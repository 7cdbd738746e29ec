//! Core Extractor implementation

use crate::config::ExtractorConfig;
use crate::error::ExtractorError;
use crate::parser::parse_response;
use crate::render::{PageImage, PdfRenderer};
use crate::types::{BatchFailure, BatchOutcome, ExtractionMetadata, ExtractionResult};
use checkform_domain::{ProviderFailure, VisionModel};
use std::path::{Path, PathBuf};
use std::sync::Arc;
use std::time::{Duration, SystemTime, UNIX_EPOCH};
use tokio::sync::Semaphore;
use tokio::task::JoinSet;
use tokio::time::timeout;
use tracing::{debug, info, warn};

/// The Extractor converts scanned form pages into checkbox records
pub struct CheckboxExtractor<V>
where
    V: VisionModel,
{
    provider: Arc<V>,
    config: ExtractorConfig,
    model_name: String,
}

impl<V: VisionModel> Clone for CheckboxExtractor<V> {
    fn clone(&self) -> Self {
        Self {
            provider: Arc::clone(&self.provider),
            config: self.config.clone(),
            model_name: self.model_name.clone(),
        }
    }
}

impl<V> CheckboxExtractor<V>
where
    V: VisionModel + Send + Sync + 'static,
    V::Error: std::fmt::Display + ProviderFailure,
{
    /// Create a new Extractor
    pub fn new(provider: V, config: ExtractorConfig) -> Self {
        Self {
            provider: Arc::new(provider),
            config,
            model_name: "vision-model".to_string(),
        }
    }

    /// Create a new Extractor with a specific model name for metadata
    pub fn with_model_name(mut self, model_name: impl Into<String>) -> Self {
        self.model_name = model_name.into();
        self
    }

    /// The active configuration
    pub fn config(&self) -> &ExtractorConfig {
        &self.config
    }

    /// Extract checkbox records from one PNG page image.
    ///
    /// The model call is a single atomic step under the configured timeout;
    /// it either fully completes or fully fails.
    pub async fn extract_image(
        &self,
        image_png: &[u8],
        source_id: &str,
        prompt: &str,
    ) -> Result<ExtractionResult, ExtractorError> {
        let start_time = SystemTime::now();

        info!(
            "Starting extraction for source '{}', image {} bytes",
            source_id,
            image_png.len()
        );
        debug!("Prompt length: {} chars", prompt.len());

        let response = timeout(
            self.config.request_timeout(),
            self.call_model(prompt, image_png.to_vec()),
        )
        .await
        .map_err(|_| ExtractorError::Timeout)??;

        debug!("Model response length: {} chars", response.len());

        let records = parse_response(&response)?;

        info!("Parsed {} checkbox records", records.len());

        let processing_time_ms = start_time
            .elapsed()
            .unwrap_or(Duration::from_secs(0))
            .as_millis() as u64;

        Ok(ExtractionResult {
            source_id: source_id.to_string(),
            records,
            metadata: self.metadata(1, processing_time_ms),
        })
    }

    /// Extract checkbox records from one form file (PDF or image).
    ///
    /// PDF pages are rasterized at the configured DPI and processed in
    /// order; records from every page are merged under one source id.
    pub async fn extract_form(
        &self,
        path: &Path,
        prompt: &str,
    ) -> Result<ExtractionResult, ExtractorError> {
        let source_id = source_id_for(path);
        let pages = self.prepare_pages(path)?;
        self.extract_pages(&source_id, pages, prompt).await
    }

    /// Process independent form files on a bounded worker pool.
    ///
    /// One input's failure never aborts the others; every result and
    /// failure is attributed by source id, never by arrival order.
    pub async fn batch(&self, inputs: &[PathBuf], prompt: &str) -> BatchOutcome {
        let mut outcome = BatchOutcome::default();

        // Rasterize up front on this task; pdfium is not thread-safe.
        // Only the model calls fan out.
        let mut prepared = Vec::new();
        for path in inputs {
            let source_id = source_id_for(path);
            match self.prepare_pages(path) {
                Ok(pages) => prepared.push((source_id, pages)),
                Err(e) => {
                    warn!("Failed to prepare '{}': {}", source_id, e);
                    outcome.failures.push(BatchFailure {
                        source_id,
                        reason: e.to_string(),
                    });
                }
            }
        }

        let semaphore = Arc::new(Semaphore::new(self.config.max_concurrency));
        let mut join_set = JoinSet::new();

        for (source_id, pages) in prepared {
            let extractor = self.clone();
            let prompt = prompt.to_string();
            let semaphore = Arc::clone(&semaphore);
            join_set.spawn(async move {
                let _permit = semaphore.acquire_owned().await.ok();
                let result = extractor.extract_pages(&source_id, pages, &prompt).await;
                (source_id, result)
            });
        }

        while let Some(joined) = join_set.join_next().await {
            match joined {
                Ok((_, Ok(result))) => outcome.results.push(result),
                Ok((source_id, Err(e))) => {
                    warn!("Extraction failed for '{}': {}", source_id, e);
                    outcome.failures.push(BatchFailure {
                        source_id,
                        reason: e.to_string(),
                    });
                }
                Err(e) => outcome.failures.push(BatchFailure {
                    source_id: "unknown".to_string(),
                    reason: format!("Task join error: {}", e),
                }),
            }
        }

        // Arrival order is scheduling noise; report in input-name order.
        outcome.results.sort_by(|a, b| a.source_id.cmp(&b.source_id));
        outcome.failures.sort_by(|a, b| a.source_id.cmp(&b.source_id));

        info!(
            "Batch complete: {} extracted, {} failed",
            outcome.results.len(),
            outcome.failures.len()
        );

        outcome
    }

    /// Rasterize an input file into page images
    fn prepare_pages(&self, path: &Path) -> Result<Vec<PageImage>, ExtractorError> {
        let extension = path
            .extension()
            .map(|e| e.to_string_lossy().to_lowercase())
            .unwrap_or_default();

        match extension.as_str() {
            "pdf" => {
                let renderer = PdfRenderer::new()?;
                renderer.render_pages(path, self.config.dpi, self.config.max_pages)
            }
            "png" | "jpg" | "jpeg" | "tiff" | "bmp" => {
                Ok(vec![PageImage::from_png(std::fs::read(path)?)])
            }
            _ => Err(ExtractorError::UnsupportedInput(
                path.display().to_string(),
            )),
        }
    }

    /// Extract every page of one form sequentially and merge the records
    async fn extract_pages(
        &self,
        source_id: &str,
        pages: Vec<PageImage>,
        prompt: &str,
    ) -> Result<ExtractionResult, ExtractorError> {
        let start_time = SystemTime::now();
        let page_count = pages.len();
        let mut records = Vec::new();

        for page in pages {
            debug!("Processing page {}/{}", page.page_number, page_count);
            let page_id = format!("{}:page:{}", source_id, page.page_number);
            let page_result = self
                .extract_image(&page.png_data, &page_id, prompt)
                .await?;
            records.extend(page_result.records);
        }

        let processing_time_ms = start_time
            .elapsed()
            .unwrap_or(Duration::from_secs(0))
            .as_millis() as u64;

        Ok(ExtractionResult {
            source_id: source_id.to_string(),
            records,
            metadata: self.metadata(page_count, processing_time_ms),
        })
    }

    /// Call the vision provider
    async fn call_model(&self, prompt: &str, image_png: Vec<u8>) -> Result<String, ExtractorError> {
        let provider = Arc::clone(&self.provider);
        let prompt = prompt.to_string();

        // Call in a blocking context since VisionModel is not async
        tokio::task::spawn_blocking(move || {
            provider
                .generate(&prompt, &image_png)
                .map_err(|e| ExtractorError::Vision {
                    transient: e.is_transient(),
                    message: e.to_string(),
                })
        })
        .await
        .map_err(|e| ExtractorError::Vision {
            message: format!("Task join error: {}", e),
            transient: false,
        })?
    }

    fn metadata(&self, pages: usize, processing_time_ms: u64) -> ExtractionMetadata {
        ExtractionMetadata {
            model_name: self.model_name.clone(),
            timestamp: SystemTime::now()
                .duration_since(UNIX_EPOCH)
                .unwrap_or(Duration::from_secs(0))
                .as_secs(),
            pages,
            processing_time_ms,
        }
    }
}

/// Attribution identifier for an input path
fn source_id_for(path: &Path) -> String {
    path.file_name()
        .map(|n| n.to_string_lossy().into_owned())
        .unwrap_or_else(|| path.display().to_string())
}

= = =

Your answer should be the listing itself, repeated exactly.

repository 7cdbd738746e29ec
//! Core Extractor implementation

use crate::config::ExtractorConfig;
use crate::error::ExtractorError;
use crate::parser::parse_response;
use crate::render::{PageImage, PdfRenderer};
use crate::types::{BatchFailure, BatchOutcome, ExtractionMetadata, ExtractionResult};
use checkform_domain::{ProviderFailure, VisionModel};
use std::path::{Path, PathBuf};
use std::sync::Arc;
use std::time::{Duration, SystemTime, UNIX_EPOCH};
use tokio::sync::Semaphore;
use tokio::task::JoinSet;
use tokio::time::timeout;
use tracing::{debug, info, warn};

/// The Extractor converts scanned form pages into checkbox records
pub struct CheckboxExtractor<V>
where
    V: VisionModel,
{
    provider: Arc<V>,
    config: ExtractorConfig,
    model_name: String,
}

impl<V: VisionModel> Clone for CheckboxExtractor<V> {
    fn clone(&self) -> Self {
        Self {
            provider: Arc::clone(&self.provider),
            config: self.config.clone(),
            model_name: self.model_name.clone(),
        }
    }
}

impl<V> CheckboxExtractor<V>
where
    V: VisionModel + Send + Sync + 'static,
    V::Error: std::fmt::Display + ProviderFailure,
{
    /// Create a new Extractor
    pub fn new(provider: V, config: ExtractorConfig) -> Self {
        Self {
            provider: Arc::new(provider),
            config,
            model_name: "vision-model".to_string(),
        }
    }

    /// Create a new Extractor with a specific model name for metadata
    pub fn with_model_name(mut self, model_name: impl Into<String>) -> Self {
        self.model_name = model_name.into();
        self
    }

    /// The active configuration
    pub fn config(&self) -> &ExtractorConfig {
        &self.config
    }

    /// Extract checkbox records from one PNG page image.
    ///
    /// The model call is a single atomic step under the configured timeout;
    /// it either fully completes or fully fails.
    pub async fn extract_image(
        &self,
        image_png: &[u8],
        source_id: &str,
        prompt: &str,
    ) -> Result<ExtractionResult, ExtractorError> {
        let start_time = SystemTime::now();

        info!(
            "Starting extraction for source '{}', image {} bytes",
            source_id,
            image_png.len()
        );
        debug!("Prompt length: {} chars", prompt.len());

        let response = timeout(
            self.config.request_timeout(),
            self.call_model(prompt, image_png.to_vec()),
        )
        .await
        .map_err(|_| ExtractorError::Timeout)??;

        debug!("Model response length: {} chars", response.len());

        let records = parse_response(&response)?;

        info!("Parsed {} checkbox records", records.len());

        let processing_time_ms = start_time
            .elapsed()
            .unwrap_or(Duration::from_secs(0))
            .as_millis() as u64;

        Ok(ExtractionResult {
            source_id: source_id.to_string(),
            records,
            metadata: self.metadata(1, processing_time_ms),
        })
    }

    /// Extract checkbox records from one form file (PDF or image).
    ///
    /// PDF pages are rasterized at the configured DPI and processed in
    /// order; records from every page are merged under one source id.
    pub async fn extract_form(
        &self,
        path: &Path,
        prompt: &str,
    ) -> Result<ExtractionResult, ExtractorError> {
        let source_id = source_id_for(path);
        let pages = self.prepare_pages(path)?;
        self.extract_pages(&source_id, pages, prompt).await
    }

    /// Process independent form files on a bounded worker pool.
    ///
    /// One input's failure never aborts the others; every result and
    /// failure is attributed by source id, never by arrival order.
    pub async fn batch(&self, inputs: &[PathBuf], prompt: &str) -> BatchOutcome {
        let mut outcome = BatchOutcome::default();

        // Rasterize up front on this task; pdfium is not thread-safe.
        // Only the model calls fan out.
        let mut prepared = Vec::new();
        for path in inputs {
            let source_id = source_id_for(path);
            match self.prepare_pages(path) {
                Ok(pages) => prepared.push((source_id, pages)),
                Err(e) => {
                    warn!("Failed to prepare '{}': {}", source_id, e);
                    outcome.failures.push(BatchFailure {
                        source_id,
                        reason: e.to_string(),
                    });
                }
            }
        }

        let semaphore = Arc::new(Semaphore::new(self.config.max_concurrency));
        let mut join_set = JoinSet::new();

        for (source_id, pages) in prepared {
            let extractor = self.clone();
            let prompt = prompt.to_string();
            let semaphore = Arc::clone(&semaphore);
            join_set.spawn(async move {
                let _permit = semaphore.acquire_owned().await.ok();
                let result = extractor.extract_pages(&source_id, pages, &prompt).await;
                (source_id, result)
            });
        }

        while let Some(joined) = join_set.join_next().await {
            match joined {
                Ok((_, Ok(result))) => outcome.results.push(result),
                Ok((source_id, Err(e))) => {
                    warn!("Extraction failed for '{}': {}", source_id, e);
                    outcome.failures.push(BatchFailure {
                        source_id,
                        reason: e.to_string(),
                    });
                }
                Err(e) => outcome.failures.push(BatchFailure {
                    source_id: "unknown".to_string(),
                    reason: format!("Task join error: {}", e),
                }),
            }
        }

        // Arrival order is scheduling noise; report in input-name order.
        outcome.results.sort_by(|a, b| a.source_id.cmp(&b.source_id));
        outcome.failures.sort_by(|a, b| a.source_id.cmp(&b.source_id));

        info!(
            "Batch complete: {} extracted, {} failed",
            outcome.results.len(),
            outcome.failures.len()
        );

        outcome
    }

    /// Rasterize an input file into page images
    fn prepare_pages(&self, path: &Path) -> Result<Vec<PageImage>, ExtractorError> {
        let extension = path
            .extension()
            .map(|e| e.to_string_lossy().to_lowercase())
            .unwrap_or_default();

        match extension.as_str() {
            "pdf" => {
                let renderer = PdfRenderer::new()?;
                renderer.render_pages(path, self.config.dpi, self.config.max_pages)
            }
            "png" | "jpg" | "jpeg" | "tiff" | "bmp" => {
                Ok(vec![PageImage::from_png(std::fs::read(path)?)])
            }
            _ => Err(ExtractorError::UnsupportedInput(
                path.display().to_string(),
            )),
        }
    }

    /// Extract every page of one form sequentially and merge the records
    async fn extract_pages(
        &self,
        source_id: &str,
        pages: Vec<PageImage>,
        prompt: &str,
    ) -> Result<ExtractionResult, ExtractorError> {
        let start_time = SystemTime::now();
        let page_count = pages.len();
        let mut records = Vec::new();

        for page in pages {
            debug!("Processing page {}/{}", page.page_number, page_count);
            let page_id = format!("{}:page:{}", source_id, page.page_number);
            let page_result = self
                .extract_image(&page.png_data, &page_id, prompt)
                .await?;
            records.extend(page_result.records);
        }

        let processing_time_ms = start_time
            .elapsed()
            .unwrap_or(Duration::from_secs(0))
            .as_millis() as u64;

        Ok(ExtractionResult {
            source_id: source_id.to_string(),
            records,
            metadata: self.metadata(page_count, processing_time_ms),
        })
    }

    /// Call the vision provider
    async fn call_model(&self, prompt: &str, image_png: Vec<u8>) -> Result<String, ExtractorError> {
        let provider = Arc::clone(&self.provider);
        let prompt = prompt.to_string();

        // Call in a blocking context since VisionModel is not async
        tokio::task::spawn_blocking(move || {
            provider
                .generate(&prompt, &image_png)
                .map_err(|e| ExtractorError::Vision {
                    transient: e.is_transient(),
                    message: e.to_string(),
                })
        })
        .await
        .map_err(|e| ExtractorError::Vision {
            message: format!("Task join error: {}", e),
            transient: false,
        })?
    }

    fn metadata(&self, pages: usize, processing_time_ms: u64) -> ExtractionMetadata {
        ExtractionMetadata {
            model_name: self.model_name.clone(),
            timestamp: SystemTime::now()
                .duration_since(UNIX_EPOCH)
                .unwrap_or(Duration::from_secs(0))
                .as_secs(),
            pages,
            processing_time_ms,
        }
    }
}

/// Attribution identifier for an input path
fn source_id_for(path: &Path) -> String {
    path.file_name()
        .map(|n| n.to_string_lossy().into_owned())
        .unwrap_or_else(|| path.display().to_string())
}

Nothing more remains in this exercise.